The most amusing thing about this book is its uncritical devotion to Hegel/Kogeve. There is nary a hint of the century of philosophical development--Continental or analytic--that preceded the book's publication. That having been said, however, it makes an excellent case, and one with which it is hard to argue.

Fukuyama is at his worst when he echoes the typical preoccupations of post-Reagan American conservatives. There is, for instance, an utterly meaningless chapter about work ethic (which parenthetically includes an observation that the reason blacks are so much worse off in America than whites is dem durned welfare hippies). Similar attitudes are scattered throughout--for example, he invariably finds arguments from the Right "more convincing" than arguments from the Left, without any rational justification. This sort of thing renders Fukuyama blind to the fact that the liberal democracy at the end of history is far more likely to be the heavily socialized French type than the American type, of which the United States is more or less the sole remaining exponent.

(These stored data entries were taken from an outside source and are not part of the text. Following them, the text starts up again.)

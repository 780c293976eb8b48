//! Embedded fallback dataset.
//!
//! When no live graph backend is reachable, the store answers every query
//! from this table. Conflict relations are encoded explicitly in both
//! directions for every pair; the store never derives symmetry at query
//! time. Coverage floor: every pairwise scan-type exclusion, the port
//! specification conflict set, all timing-template conflicts, the
//! ping-scan/port-flag conflict, and the privilege-required set.

use std::collections::HashMap;
use std::sync::LazyLock;

use scanvet_core::{FlagCategory, OptionRecord};

use crate::backend::OptionFilter;

/// Mutually exclusive probe techniques. Exactly one may be selected.
const SCAN_TYPES: &[(&str, &str)] = &[
    ("-sS", "TCP SYN scan (stealth scan)"),
    ("-sT", "TCP connect scan"),
    ("-sU", "UDP scan"),
    ("-sN", "TCP null scan"),
    ("-sF", "TCP FIN scan"),
    ("-sX", "TCP Xmas scan"),
    ("-sA", "TCP ACK scan"),
    ("-sW", "TCP window scan"),
    ("-sM", "TCP Maimon scan"),
];

/// Scan types that open raw sockets and therefore need elevated privilege.
/// `-sT` is the lone unprivileged technique.
const UNPRIVILEGED_SCAN_TYPES: &[&str] = &["-sT"];

/// Timing templates, mutually exclusive with each other.
const TIMING_TEMPLATES: &[(&str, &str)] = &[
    ("-T0", "Paranoid timing template"),
    ("-T1", "Sneaky timing template"),
    ("-T2", "Polite timing template"),
    ("-T3", "Normal timing template"),
    ("-T4", "Aggressive timing template"),
    ("-T5", "Insane timing template"),
];

/// Ping probe types, incompatible with skipping host discovery.
const PING_PROBE_FLAGS: &[&str] = &["-PS", "-PA", "-PU", "-PE", "-PP", "-PM"];

static TABLE: LazyLock<HashMap<String, OptionRecord>> = LazyLock::new(build_table);

fn sibling_names(group: &[(&str, &str)], me: &str) -> Vec<String> {
    group
        .iter()
        .map(|(name, _)| *name)
        .filter(|name| *name != me)
        .map(String::from)
        .collect()
}

fn build_table() -> HashMap<String, OptionRecord> {
    let mut records: Vec<OptionRecord> = Vec::new();

    // Scan types: pairwise exclusive, plus the ping-scan exclusion.
    for (name, description) in SCAN_TYPES {
        let mut conflicts = sibling_names(SCAN_TYPES, name);
        conflicts.push("-sn".to_string());

        let mut rec = OptionRecord::new(name, FlagCategory::ScanType, description)
            .with_example(&format!("nmap {name} 192.168.1.1"));
        rec.conflicts_with = conflicts;
        if !UNPRIVILEGED_SCAN_TYPES.contains(name) {
            rec.requires_privilege = true;
        }
        records.push(rec);
    }

    // Timing templates: pairwise exclusive.
    for (name, description) in TIMING_TEMPLATES {
        let mut rec = OptionRecord::new(name, FlagCategory::Timing, description)
            .with_example(&format!("nmap {name} 192.168.1.1"));
        rec.conflicts_with = sibling_names(TIMING_TEMPLATES, name);
        records.push(rec);
    }

    // Host discovery.
    {
        let mut ping_scan =
            OptionRecord::new("-sn", FlagCategory::Discovery, "Ping scan (no port scan)")
                .with_example("nmap -sn 192.168.1.0/24");
        ping_scan.conflicts_with = SCAN_TYPES
            .iter()
            .map(|(name, _)| name.to_string())
            .chain(["-p".to_string(), "-Pn".to_string()])
            .collect();
        records.push(ping_scan);

        let mut skip_ping =
            OptionRecord::new("-Pn", FlagCategory::Discovery, "Skip host discovery")
                .with_example("nmap -Pn 192.168.1.1");
        skip_ping.conflicts_with = PING_PROBE_FLAGS
            .iter()
            .map(|f| f.to_string())
            .chain(["-sn".to_string()])
            .collect();
        records.push(skip_ping);

        for name in PING_PROBE_FLAGS {
            records.push(
                OptionRecord::new(name, FlagCategory::Discovery, "Host discovery probe type")
                    .conflicting_with(&["-Pn"])
                    .with_example(&format!("nmap {name} 192.168.1.1")),
            );
        }
    }

    // Port specification.
    records.push(
        OptionRecord::new("-p", FlagCategory::PortSpec, "Port specification")
            .with_argument()
            .conflicting_with(&["-F", "-sn"])
            .with_example("nmap -p 80,443 192.168.1.1"),
    );
    records.push(
        OptionRecord::new("-p-", FlagCategory::PortSpec, "Scan all 65535 ports")
            .conflicting_with(&["-F", "--top-ports"])
            .with_example("nmap -p- 192.168.1.1"),
    );
    records.push(
        OptionRecord::new("-F", FlagCategory::PortSpec, "Fast scan (100 common ports)")
            .conflicting_with(&["-p", "-p-"])
            .with_example("nmap -F 192.168.1.1"),
    );
    records.push(
        OptionRecord::new("--top-ports", FlagCategory::PortSpec, "Scan N most common ports")
            .with_argument()
            .conflicting_with(&["-p-"])
            .with_example("nmap --top-ports 10 192.168.1.1"),
    );

    // Detection.
    records.push(
        OptionRecord::new("-sV", FlagCategory::ServiceDetection, "Service version detection")
            .with_example("nmap -sV 192.168.1.1"),
    );
    records.push(
        OptionRecord::new("-O", FlagCategory::OsDetection, "OS detection")
            .privileged()
            .with_example("nmap -O 192.168.1.1"),
    );
    records.push(
        OptionRecord::new(
            "-A",
            FlagCategory::Aggressive,
            "Aggressive scan (OS, version, scripts, traceroute)",
        )
        .privileged()
        .with_example("nmap -A 192.168.1.1"),
    );

    // Scripting.
    records.push(
        OptionRecord::new("--script", FlagCategory::Scripting, "Run NSE scripts")
            .with_argument()
            .with_example("nmap --script default 192.168.1.1"),
    );
    records.push(
        OptionRecord::new("--script-args", FlagCategory::Scripting, "NSE script arguments")
            .with_argument()
            .with_example("nmap --script http-title --script-args http.useragent=x 192.168.1.1"),
    );

    // Output.
    for (name, description) in [
        ("-oN", "Normal output to file"),
        ("-oX", "XML output to file"),
        ("-oG", "Grepable output to file"),
        ("-oA", "Output in all formats"),
    ] {
        records.push(
            OptionRecord::new(name, FlagCategory::Output, description)
                .with_argument()
                .with_example(&format!("nmap {name} scan 192.168.1.1")),
        );
    }
    records.push(
        OptionRecord::new("-v", FlagCategory::Output, "Verbose output")
            .with_example("nmap -v 192.168.1.1"),
    );

    // Misc.
    records.push(
        OptionRecord::new("--traceroute", FlagCategory::Misc, "Trace path to host")
            .privileged()
            .with_example("nmap --traceroute 192.168.1.1"),
    );
    records.push(
        OptionRecord::new("-6", FlagCategory::Misc, "IPv6 scanning").with_example("nmap -6 ::1"),
    );
    records.push(
        OptionRecord::new("-n", FlagCategory::Misc, "Never resolve DNS")
            .with_example("nmap -n 192.168.1.1"),
    );

    records
        .into_iter()
        .map(|rec| (rec.name.clone(), rec))
        .collect()
}

/// Conflicts of one flag per the embedded table; empty when unknown.
pub fn conflicts_of(flag: &str) -> Vec<String> {
    TABLE
        .get(flag)
        .map(|rec| rec.conflicts_with.clone())
        .unwrap_or_default()
}

/// One record by flag name.
pub fn get(flag: &str) -> Option<&'static OptionRecord> {
    TABLE.get(flag)
}

/// All records matching the filter, sorted by flag name for determinism.
pub fn options(filter: &OptionFilter) -> Vec<OptionRecord> {
    let mut matching: Vec<OptionRecord> = TABLE
        .values()
        .filter(|rec| filter.matches(rec))
        .cloned()
        .collect();
    matching.sort_by(|a, b| a.name.cmp(&b.name));
    matching
}

#[cfg(test)]
mod tests {
    use super::*;

    #[test]
    fn test_conflict_relations_are_symmetric() {
        for rec in TABLE.values() {
            for other in &rec.conflicts_with {
                let reverse = conflicts_of(other);
                assert!(
                    reverse.contains(&rec.name),
                    "{} lists {} but not the reverse",
                    rec.name,
                    other
                );
            }
        }
    }

    #[test]
    fn test_scan_types_are_pairwise_exclusive() {
        for (a, _) in SCAN_TYPES {
            for (b, _) in SCAN_TYPES {
                if a != b {
                    assert!(conflicts_of(a).contains(&b.to_string()), "{a} vs {b}");
                }
            }
        }
    }

    #[test]
    fn test_ping_scan_conflicts_with_port_flag() {
        assert!(conflicts_of("-sn").contains(&"-p".to_string()));
        assert!(conflicts_of("-p").contains(&"-sn".to_string()));
    }

    #[test]
    fn test_privilege_set_covers_raw_socket_flags() {
        for flag in ["-sS", "-sU", "-sN", "-sF", "-sX", "-sA", "-sW", "-sM", "-O", "--traceroute"] {
            assert!(get(flag).unwrap().requires_privilege, "{flag}");
        }
        assert!(!get("-sT").unwrap().requires_privilege);
        assert!(!get("-sV").unwrap().requires_privilege);
    }

    #[test]
    fn test_unknown_flag_has_no_conflicts() {
        assert!(conflicts_of("--no-such-flag").is_empty());
    }

    #[test]
    fn test_argument_taking_flags_match_tokenizer_set() {
        for rec in TABLE.values() {
            if rec.requires_argument {
                assert!(
                    scanvet_core::ARGUMENT_TAKING_FLAGS.contains(&rec.name.as_str()),
                    "{} takes an argument but the tokenizer does not know it",
                    rec.name
                );
            }
        }
    }
}
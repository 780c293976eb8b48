use std::time::Duration;

use clap::{Args, Parser, Subcommand};
use scanvet_core::{Complexity, FlagCategory, ValidationResult};
use scanvet_pipeline::{
    CorrectionPolicy, DecisionEngine, ProcessSandbox, SelfCorrector, Validator, quick_validate,
    recommend,
};
use scanvet_store::{OptionFilter, RelationshipStore};
use tracing_subscriber::EnvFilter;

#[derive(Debug, Parser)]
#[command(name = "scanvet")]
#[command(about = "Validate, correct, and score machine-generated scan commands")]
#[command(version)]
struct Cli {
    /// Enable debug logging on stderr (RUST_LOG overrides).
    #[arg(long, global = true)]
    verbose: bool,

    #[command(subcommand)]
    command: Command,
}

#[derive(Debug, Subcommand)]
enum Command {
    /// Run the full checker battery over one command.
    Validate(ValidateArgs),
    /// Fast syntax and safety pre-flight; exit code only.
    Quick(QuickArgs),
    /// Validate and self-correct a command, then score the result.
    Correct(CorrectArgs),
    /// List known flags from the relationship dataset.
    Flags(FlagsArgs),
}

#[derive(Debug, Args)]
struct ValidateArgs {
    /// The command to validate, quoted as one argument.
    command: String,
    /// Emit the full validation result as JSON.
    #[arg(long)]
    json: bool,
    /// Also run the sandbox stage (only reached if validation passes).
    #[arg(long)]
    sandbox: bool,
    /// Sandbox wall-clock timeout in seconds.
    #[arg(long, default_value_t = 30)]
    sandbox_timeout: u64,
}

#[derive(Debug, Args)]
struct QuickArgs {
    /// The command to check, quoted as one argument.
    command: String,
}

#[derive(Debug, Args)]
struct CorrectArgs {
    /// The command to correct, quoted as one argument.
    command: String,
    /// Maximum correction iterations, counting the first.
    #[arg(long, default_value_t = 3)]
    max_retries: usize,
    /// Complexity hint for confidence scoring (EASY, MEDIUM, HARD).
    #[arg(long, default_value = "MEDIUM")]
    complexity: Complexity,
    /// Emit the decision as JSON.
    #[arg(long)]
    json: bool,
}

#[derive(Debug, Args)]
struct FlagsArgs {
    /// Only flags in this category (e.g. scan_type, timing, output).
    #[arg(long)]
    category: Option<String>,
    /// Only flags that require elevated privileges.
    #[arg(long)]
    privileged: bool,
    /// Emit the records as JSON.
    #[arg(long)]
    json: bool,
}

fn main() {
    let cli = Cli::parse();
    init_tracing(cli.verbose);

    let result = match cli.command {
        Command::Validate(args) => run_validate(args),
        Command::Quick(args) => run_quick(args),
        Command::Correct(args) => run_correct(args),
        Command::Flags(args) => run_flags(args),
    };

    match result {
        Ok(code) => std::process::exit(code),
        Err(err) => {
            eprintln!("error: {err}");
            std::process::exit(2);
        }
    }
}

fn init_tracing(verbose: bool) {
    let default = if verbose { "debug" } else { "warn" };
    let filter =
        EnvFilter::try_from_default_env().unwrap_or_else(|_| EnvFilter::new(default));
    tracing_subscriber::fmt()
        .with_env_filter(filter)
        .with_writer(std::io::stderr)
        .init();
}

fn run_validate(args: ValidateArgs) -> Result<i32, String> {
    let mut validator = Validator::new(RelationshipStore::embedded());
    if args.sandbox {
        validator = validator.with_sandbox(Box::new(ProcessSandbox::with_timeout(
            Duration::from_secs(args.sandbox_timeout),
        )));
    }

    let (result, hints) = validator.validate_with_suggestions(&args.command);

    if args.json {
        let json = serde_json::to_string_pretty(&result)
            .map_err(|err| format!("failed to serialize result: {err}"))?;
        println!("{json}");
    } else {
        print_validation(&args.command, &result, &hints);
    }

    Ok(if result.is_valid { 0 } else { 1 })
}

fn print_validation(command: &str, result: &ValidationResult, hints: &[String]) {
    println!("Command:  {command}");
    println!(
        "Valid:    {} (score {:.2})",
        if result.is_valid { "yes" } else { "no" },
        result.score
    );
    println!("Feedback: {}", result.feedback);

    for finding in &result.findings {
        let tag = if finding.is_error() { "error" } else { "warning" };
        println!("  [{tag}] {}: {}", finding.kind, finding.message);
    }

    if !hints.is_empty() {
        println!("Suggestions:");
        for hint in hints {
            println!("  - {hint}");
        }
    }
}

fn run_quick(args: QuickArgs) -> Result<i32, String> {
    if quick_validate(&args.command) {
        println!("valid");
        Ok(0)
    } else {
        println!("invalid");
        Ok(1)
    }
}

fn run_correct(args: CorrectArgs) -> Result<i32, String> {
    if args.max_retries == 0 {
        return Err("--max-retries must be at least 1".to_string());
    }

    let validator = Validator::new(RelationshipStore::embedded());
    let corrector = SelfCorrector::with_policy(CorrectionPolicy {
        max_retries: args.max_retries,
        ..CorrectionPolicy::default()
    });

    let outcome = corrector.correct(&args.command, &validator);
    let meta = scanvet_core::CorrectionMeta {
        complexity: args.complexity,
        attempts: outcome.attempts,
        corrected: outcome.corrected,
    };
    let decision = DecisionEngine::new().decide(&outcome.command, &outcome.validation, &meta);
    let recommendation = recommend(decision.confidence);

    if args.json {
        let json = serde_json::to_string_pretty(&serde_json::json!({
            "decision": decision,
            "recommendation": recommendation,
            "history": outcome.history,
        }))
        .map_err(|err| format!("failed to serialize decision: {err}"))?;
        println!("{json}");
    } else {
        println!("Command:        {}", decision.command);
        println!(
            "Corrected:      {} ({} attempt(s))",
            if decision.metadata.corrected { "yes" } else { "no" },
            decision.metadata.attempts
        );
        println!("Confidence:     {:.2}", decision.confidence);
        println!("Recommendation: {recommendation}");
        println!("Explanation:    {}", decision.explanation);
    }

    Ok(if decision.validation.is_valid { 0 } else { 1 })
}

fn run_flags(args: FlagsArgs) -> Result<i32, String> {
    let mut filter = OptionFilter::new();
    if let Some(category) = &args.category {
        filter = filter.in_category(parse_category(category)?);
    }
    if args.privileged {
        filter = filter.requiring_privilege(true);
    }

    let store = RelationshipStore::embedded();
    let records = store.options_matching(&filter);

    if args.json {
        let json = serde_json::to_string_pretty(&records)
            .map_err(|err| format!("failed to serialize records: {err}"))?;
        println!("{json}");
        return Ok(0);
    }

    for record in &records {
        let mut notes: Vec<&str> = Vec::new();
        if record.requires_privilege {
            notes.push("requires root");
        }
        if record.requires_argument {
            notes.push("takes argument");
        }
        let notes = if notes.is_empty() {
            String::new()
        } else {
            format!(" [{}]", notes.join(", "))
        };
        println!("{:<16} {}{notes}", record.name, record.description);
        if !record.conflicts_with.is_empty() {
            println!("{:<16} conflicts with: {}", "", record.conflicts_with.join(", "));
        }
    }
    Ok(0)
}

fn parse_category(name: &str) -> Result<FlagCategory, String> {
    match name.to_ascii_lowercase().as_str() {
        "scan_type" => Ok(FlagCategory::ScanType),
        "port_spec" => Ok(FlagCategory::PortSpec),
        "service_detection" => Ok(FlagCategory::ServiceDetection),
        "os_detection" => Ok(FlagCategory::OsDetection),
        "timing" => Ok(FlagCategory::Timing),
        "scripting" => Ok(FlagCategory::Scripting),
        "output" => Ok(FlagCategory::Output),
        "discovery" => Ok(FlagCategory::Discovery),
        "misc" => Ok(FlagCategory::Misc),
        "aggressive" => Ok(FlagCategory::Aggressive),
        other => Err(format!("unknown category: {other}")),
    }
}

The more serious problem, from my anarchist perspective, is that Fukuyama assumes that the sort of recognition and political participation offered in contemporary liberal democracy is substantial and meaningful. While perhaps one's opinion means more today than in the Middle Ages, I think that most people, consciously or unconsciously, do not believe that their vote and their views will have any significant effect on the way society is run--certainly less than the millions of dollars spent each year by lobbyists. In the Middle Ages, it was easy to withdraw entirely from the socioeconomic system--today, it is all but impossible. These, in my view, will be the core contradictions facing post-historical liberal democracy. Nevertheless, I remain pessimistic about their prospects for turning it into something better (or at least different), and thus I agree with Fukuyama that further historical development in a hitherto unforeseen direction is unlikely.

Overall, Fukuyama has written an erudite, thought-provoking, unreconstructedly intellectual book with a clear and convincing argument. It is infinitely more worthwhile than almost all of the reams of politically tinted garbage littering the country's libraries and bookstores, from The Closing of the American Mind to Stupid White Men.